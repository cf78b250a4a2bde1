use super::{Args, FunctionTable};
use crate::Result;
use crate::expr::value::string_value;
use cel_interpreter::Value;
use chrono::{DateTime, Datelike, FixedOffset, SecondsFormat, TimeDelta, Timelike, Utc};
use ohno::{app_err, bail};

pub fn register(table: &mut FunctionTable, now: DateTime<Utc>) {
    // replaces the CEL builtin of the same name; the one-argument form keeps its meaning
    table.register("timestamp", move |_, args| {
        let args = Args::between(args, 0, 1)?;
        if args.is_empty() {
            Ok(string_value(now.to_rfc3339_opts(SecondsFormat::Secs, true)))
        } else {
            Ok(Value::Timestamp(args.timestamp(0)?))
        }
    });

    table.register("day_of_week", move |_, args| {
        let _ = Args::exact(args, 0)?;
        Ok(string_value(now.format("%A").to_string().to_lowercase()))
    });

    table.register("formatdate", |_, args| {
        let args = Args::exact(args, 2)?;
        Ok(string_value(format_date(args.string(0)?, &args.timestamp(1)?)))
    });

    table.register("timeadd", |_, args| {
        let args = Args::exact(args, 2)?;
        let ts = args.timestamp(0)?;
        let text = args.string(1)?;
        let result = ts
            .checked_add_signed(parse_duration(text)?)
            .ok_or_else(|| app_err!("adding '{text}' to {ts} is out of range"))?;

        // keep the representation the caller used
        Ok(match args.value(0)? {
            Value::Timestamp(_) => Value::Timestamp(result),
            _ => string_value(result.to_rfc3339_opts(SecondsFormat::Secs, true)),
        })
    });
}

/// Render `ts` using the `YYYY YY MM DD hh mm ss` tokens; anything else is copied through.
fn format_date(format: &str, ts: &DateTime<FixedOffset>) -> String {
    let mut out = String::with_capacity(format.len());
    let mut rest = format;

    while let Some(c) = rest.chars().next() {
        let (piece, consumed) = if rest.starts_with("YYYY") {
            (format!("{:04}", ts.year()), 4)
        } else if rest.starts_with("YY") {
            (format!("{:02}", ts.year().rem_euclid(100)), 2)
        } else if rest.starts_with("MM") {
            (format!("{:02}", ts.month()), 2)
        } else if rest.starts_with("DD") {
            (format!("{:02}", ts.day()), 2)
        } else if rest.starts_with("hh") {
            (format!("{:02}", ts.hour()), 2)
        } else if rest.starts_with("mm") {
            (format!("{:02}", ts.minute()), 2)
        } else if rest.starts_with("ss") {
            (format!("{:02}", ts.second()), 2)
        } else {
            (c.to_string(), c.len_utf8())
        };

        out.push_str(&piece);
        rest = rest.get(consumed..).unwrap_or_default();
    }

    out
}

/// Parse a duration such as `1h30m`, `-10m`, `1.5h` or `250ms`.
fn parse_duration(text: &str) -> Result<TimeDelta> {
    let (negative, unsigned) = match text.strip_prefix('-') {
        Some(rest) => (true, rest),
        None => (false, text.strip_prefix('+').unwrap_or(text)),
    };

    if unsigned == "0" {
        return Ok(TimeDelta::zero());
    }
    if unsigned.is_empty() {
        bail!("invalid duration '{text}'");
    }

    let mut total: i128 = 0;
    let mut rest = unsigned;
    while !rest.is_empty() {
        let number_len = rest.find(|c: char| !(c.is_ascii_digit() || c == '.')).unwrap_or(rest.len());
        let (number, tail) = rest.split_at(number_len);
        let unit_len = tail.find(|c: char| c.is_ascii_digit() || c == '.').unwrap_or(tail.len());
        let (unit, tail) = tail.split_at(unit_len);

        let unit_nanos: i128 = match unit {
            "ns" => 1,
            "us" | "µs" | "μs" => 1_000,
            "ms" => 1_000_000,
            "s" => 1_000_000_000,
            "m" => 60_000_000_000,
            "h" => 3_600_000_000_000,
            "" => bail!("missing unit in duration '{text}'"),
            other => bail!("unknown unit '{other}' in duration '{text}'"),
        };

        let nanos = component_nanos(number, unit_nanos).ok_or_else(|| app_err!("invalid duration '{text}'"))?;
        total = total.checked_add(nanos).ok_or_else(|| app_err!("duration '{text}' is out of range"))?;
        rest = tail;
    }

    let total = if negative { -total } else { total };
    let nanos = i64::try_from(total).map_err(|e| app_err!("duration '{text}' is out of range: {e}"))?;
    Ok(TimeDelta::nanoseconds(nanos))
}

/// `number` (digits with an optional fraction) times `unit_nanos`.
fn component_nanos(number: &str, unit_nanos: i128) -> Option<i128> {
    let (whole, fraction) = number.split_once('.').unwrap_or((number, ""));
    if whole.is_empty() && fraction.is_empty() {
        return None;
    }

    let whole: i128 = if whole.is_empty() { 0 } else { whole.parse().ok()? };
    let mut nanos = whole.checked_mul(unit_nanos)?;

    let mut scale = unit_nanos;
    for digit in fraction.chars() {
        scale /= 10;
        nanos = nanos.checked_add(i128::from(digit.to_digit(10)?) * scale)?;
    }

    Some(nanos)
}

┄┄┄┄┄┄┄┄┄┄

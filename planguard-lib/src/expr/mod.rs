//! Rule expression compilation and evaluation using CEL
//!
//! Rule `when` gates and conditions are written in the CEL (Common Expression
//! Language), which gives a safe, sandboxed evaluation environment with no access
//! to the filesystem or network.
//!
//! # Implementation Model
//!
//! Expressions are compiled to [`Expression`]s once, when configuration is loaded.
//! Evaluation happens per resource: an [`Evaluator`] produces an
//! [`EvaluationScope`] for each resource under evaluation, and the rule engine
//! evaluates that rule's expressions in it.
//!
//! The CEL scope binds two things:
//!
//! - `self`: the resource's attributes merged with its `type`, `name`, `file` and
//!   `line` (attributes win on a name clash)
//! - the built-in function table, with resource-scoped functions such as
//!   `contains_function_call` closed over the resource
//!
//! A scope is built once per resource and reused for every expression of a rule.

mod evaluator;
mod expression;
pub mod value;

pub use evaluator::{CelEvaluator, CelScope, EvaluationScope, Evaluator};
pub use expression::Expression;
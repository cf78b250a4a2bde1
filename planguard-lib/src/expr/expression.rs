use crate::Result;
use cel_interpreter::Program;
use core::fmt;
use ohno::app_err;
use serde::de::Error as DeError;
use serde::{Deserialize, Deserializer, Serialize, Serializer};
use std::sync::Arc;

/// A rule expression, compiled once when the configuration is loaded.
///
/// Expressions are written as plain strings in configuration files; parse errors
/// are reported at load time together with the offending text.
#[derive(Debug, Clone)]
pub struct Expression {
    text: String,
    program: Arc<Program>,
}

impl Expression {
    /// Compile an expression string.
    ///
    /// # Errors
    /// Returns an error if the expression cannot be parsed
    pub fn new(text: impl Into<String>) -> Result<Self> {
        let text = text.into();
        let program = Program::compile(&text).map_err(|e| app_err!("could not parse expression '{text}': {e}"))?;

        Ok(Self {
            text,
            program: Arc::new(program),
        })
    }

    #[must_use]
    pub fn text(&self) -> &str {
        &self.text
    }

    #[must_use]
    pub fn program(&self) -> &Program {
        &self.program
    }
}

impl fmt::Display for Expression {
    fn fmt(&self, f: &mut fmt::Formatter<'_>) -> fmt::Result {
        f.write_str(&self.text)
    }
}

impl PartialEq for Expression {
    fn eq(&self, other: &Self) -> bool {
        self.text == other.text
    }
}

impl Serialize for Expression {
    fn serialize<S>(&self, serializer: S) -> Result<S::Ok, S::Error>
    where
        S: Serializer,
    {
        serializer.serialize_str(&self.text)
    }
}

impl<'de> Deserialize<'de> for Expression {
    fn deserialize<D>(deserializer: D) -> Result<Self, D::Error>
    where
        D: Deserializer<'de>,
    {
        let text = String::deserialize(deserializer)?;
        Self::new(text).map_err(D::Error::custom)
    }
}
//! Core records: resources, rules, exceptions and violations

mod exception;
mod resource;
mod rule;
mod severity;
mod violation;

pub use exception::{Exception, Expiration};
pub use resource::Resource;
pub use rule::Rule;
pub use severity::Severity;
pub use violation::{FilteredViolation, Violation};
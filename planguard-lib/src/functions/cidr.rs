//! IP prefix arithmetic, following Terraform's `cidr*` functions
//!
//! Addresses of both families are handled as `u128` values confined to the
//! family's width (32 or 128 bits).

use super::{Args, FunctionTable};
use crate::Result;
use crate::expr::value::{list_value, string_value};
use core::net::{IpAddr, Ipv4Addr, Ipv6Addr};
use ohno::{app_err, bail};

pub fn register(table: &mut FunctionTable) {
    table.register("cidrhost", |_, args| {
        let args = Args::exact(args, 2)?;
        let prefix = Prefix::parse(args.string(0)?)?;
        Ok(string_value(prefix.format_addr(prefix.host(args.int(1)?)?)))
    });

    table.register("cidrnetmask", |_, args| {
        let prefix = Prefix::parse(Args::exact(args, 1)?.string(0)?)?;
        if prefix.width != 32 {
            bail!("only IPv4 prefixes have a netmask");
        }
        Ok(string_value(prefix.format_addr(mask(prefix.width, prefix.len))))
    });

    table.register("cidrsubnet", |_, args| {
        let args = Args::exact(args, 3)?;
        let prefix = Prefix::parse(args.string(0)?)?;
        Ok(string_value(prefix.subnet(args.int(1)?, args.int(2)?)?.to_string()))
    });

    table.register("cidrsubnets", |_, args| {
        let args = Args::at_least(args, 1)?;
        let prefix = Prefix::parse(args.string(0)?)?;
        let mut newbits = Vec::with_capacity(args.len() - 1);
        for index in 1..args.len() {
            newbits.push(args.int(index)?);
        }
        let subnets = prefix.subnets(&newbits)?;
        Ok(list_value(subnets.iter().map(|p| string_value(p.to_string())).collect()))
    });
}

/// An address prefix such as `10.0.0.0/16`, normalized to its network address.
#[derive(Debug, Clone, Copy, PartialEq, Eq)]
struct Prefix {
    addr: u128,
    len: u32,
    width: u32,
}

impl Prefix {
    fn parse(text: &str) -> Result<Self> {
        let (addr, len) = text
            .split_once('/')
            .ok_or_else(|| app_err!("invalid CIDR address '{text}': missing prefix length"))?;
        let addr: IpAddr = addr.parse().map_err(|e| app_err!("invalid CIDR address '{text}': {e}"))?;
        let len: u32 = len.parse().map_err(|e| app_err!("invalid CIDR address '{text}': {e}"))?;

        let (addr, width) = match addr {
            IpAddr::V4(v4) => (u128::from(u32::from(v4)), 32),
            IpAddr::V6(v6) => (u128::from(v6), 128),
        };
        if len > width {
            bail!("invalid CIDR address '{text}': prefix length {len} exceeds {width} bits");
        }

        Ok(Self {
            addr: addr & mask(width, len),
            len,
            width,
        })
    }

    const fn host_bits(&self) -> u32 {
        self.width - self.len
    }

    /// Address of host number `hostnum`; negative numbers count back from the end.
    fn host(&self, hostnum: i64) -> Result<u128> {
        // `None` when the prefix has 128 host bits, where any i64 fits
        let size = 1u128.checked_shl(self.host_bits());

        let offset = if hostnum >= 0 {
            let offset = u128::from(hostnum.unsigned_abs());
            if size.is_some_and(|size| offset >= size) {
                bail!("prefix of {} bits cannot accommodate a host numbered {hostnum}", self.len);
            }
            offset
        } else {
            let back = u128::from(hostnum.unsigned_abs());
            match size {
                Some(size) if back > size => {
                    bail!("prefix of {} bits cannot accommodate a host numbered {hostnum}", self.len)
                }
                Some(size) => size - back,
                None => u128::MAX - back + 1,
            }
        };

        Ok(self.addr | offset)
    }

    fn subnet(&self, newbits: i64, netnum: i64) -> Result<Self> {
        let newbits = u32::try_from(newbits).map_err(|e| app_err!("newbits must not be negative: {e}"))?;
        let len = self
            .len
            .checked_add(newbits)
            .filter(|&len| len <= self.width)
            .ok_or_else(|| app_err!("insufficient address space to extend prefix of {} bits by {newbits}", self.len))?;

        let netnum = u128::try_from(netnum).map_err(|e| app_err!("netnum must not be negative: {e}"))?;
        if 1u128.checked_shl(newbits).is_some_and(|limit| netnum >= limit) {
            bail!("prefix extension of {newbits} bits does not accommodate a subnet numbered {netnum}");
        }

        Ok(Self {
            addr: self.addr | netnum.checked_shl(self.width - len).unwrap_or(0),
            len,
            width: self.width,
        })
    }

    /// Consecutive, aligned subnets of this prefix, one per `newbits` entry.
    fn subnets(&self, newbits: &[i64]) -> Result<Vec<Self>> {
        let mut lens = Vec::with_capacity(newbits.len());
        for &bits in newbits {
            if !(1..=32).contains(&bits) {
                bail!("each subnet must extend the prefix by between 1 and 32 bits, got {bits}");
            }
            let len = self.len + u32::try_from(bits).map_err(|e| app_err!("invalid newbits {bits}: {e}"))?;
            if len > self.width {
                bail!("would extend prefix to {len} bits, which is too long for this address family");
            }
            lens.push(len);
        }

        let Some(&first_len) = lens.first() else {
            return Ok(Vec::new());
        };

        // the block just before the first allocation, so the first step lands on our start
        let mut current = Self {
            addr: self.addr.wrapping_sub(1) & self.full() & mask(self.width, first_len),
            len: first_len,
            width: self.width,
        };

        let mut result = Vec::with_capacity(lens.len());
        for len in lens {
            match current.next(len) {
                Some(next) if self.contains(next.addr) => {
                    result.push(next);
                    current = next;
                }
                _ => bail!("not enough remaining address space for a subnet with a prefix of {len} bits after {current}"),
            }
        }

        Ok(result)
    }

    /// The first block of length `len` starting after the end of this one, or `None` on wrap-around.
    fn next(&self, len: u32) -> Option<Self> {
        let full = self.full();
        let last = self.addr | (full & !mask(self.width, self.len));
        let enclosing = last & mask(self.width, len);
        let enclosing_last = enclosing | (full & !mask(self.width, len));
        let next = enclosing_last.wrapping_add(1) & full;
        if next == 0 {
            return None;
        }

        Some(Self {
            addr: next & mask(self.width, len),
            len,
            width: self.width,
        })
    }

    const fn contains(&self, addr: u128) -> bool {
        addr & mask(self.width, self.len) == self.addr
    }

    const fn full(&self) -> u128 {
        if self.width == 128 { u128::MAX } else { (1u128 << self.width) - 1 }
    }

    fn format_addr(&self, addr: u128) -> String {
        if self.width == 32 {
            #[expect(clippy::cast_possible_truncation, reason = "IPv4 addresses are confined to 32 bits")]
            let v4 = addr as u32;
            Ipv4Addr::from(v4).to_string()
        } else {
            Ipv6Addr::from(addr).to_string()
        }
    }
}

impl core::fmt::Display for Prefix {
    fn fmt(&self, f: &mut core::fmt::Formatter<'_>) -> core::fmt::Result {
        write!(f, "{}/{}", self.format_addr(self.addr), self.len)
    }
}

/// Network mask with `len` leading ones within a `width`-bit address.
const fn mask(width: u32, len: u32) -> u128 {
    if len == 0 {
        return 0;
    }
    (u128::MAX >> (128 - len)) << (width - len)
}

┄┄┄┄┄┄┄┄┄┄

- [WHAT IS NEEDED]:
Reproduce only the lines above spanning from the line containing "let args = Args::exact(args, 3)?;" through the line containing "let addr: IpAddr", word for word.

- [THE ANSWER]:
        let args = Args::exact(args, 3)?;
        let prefix = Prefix::parse(args.string(0)?)?;
        Ok(string_value(prefix.subnet(args.int(1)?, args.int(2)?)?.to_string()))
    });

    table.register("cidrsubnets", |_, args| {
        let args = Args::at_least(args, 1)?;
        let prefix = Prefix::parse(args.string(0)?)?;
        let mut newbits = Vec::with_capacity(args.len() - 1);
        for index in 1..args.len() {
            newbits.push(args.int(index)?);
        }
        let subnets = prefix.subnets(&newbits)?;
        Ok(list_value(subnets.iter().map(|p| string_value(p.to_string())).collect()))
    });
}

/// An address prefix such as `10.0.0.0/16`, normalized to its network address.
#[derive(Debug, Clone, Copy, PartialEq, Eq)]
struct Prefix {
    addr: u128,
    len: u32,
    width: u32,
}

impl Prefix {
    fn parse(text: &str) -> Result<Self> {
        let (addr, len) = text
            .split_once('/')
            .ok_or_else(|| app_err!("invalid CIDR address '{text}': missing prefix length"))?;
        let addr: IpAddr = addr.parse().map_err(|e| app_err!("invalid CIDR address '{text}': {e}"))?;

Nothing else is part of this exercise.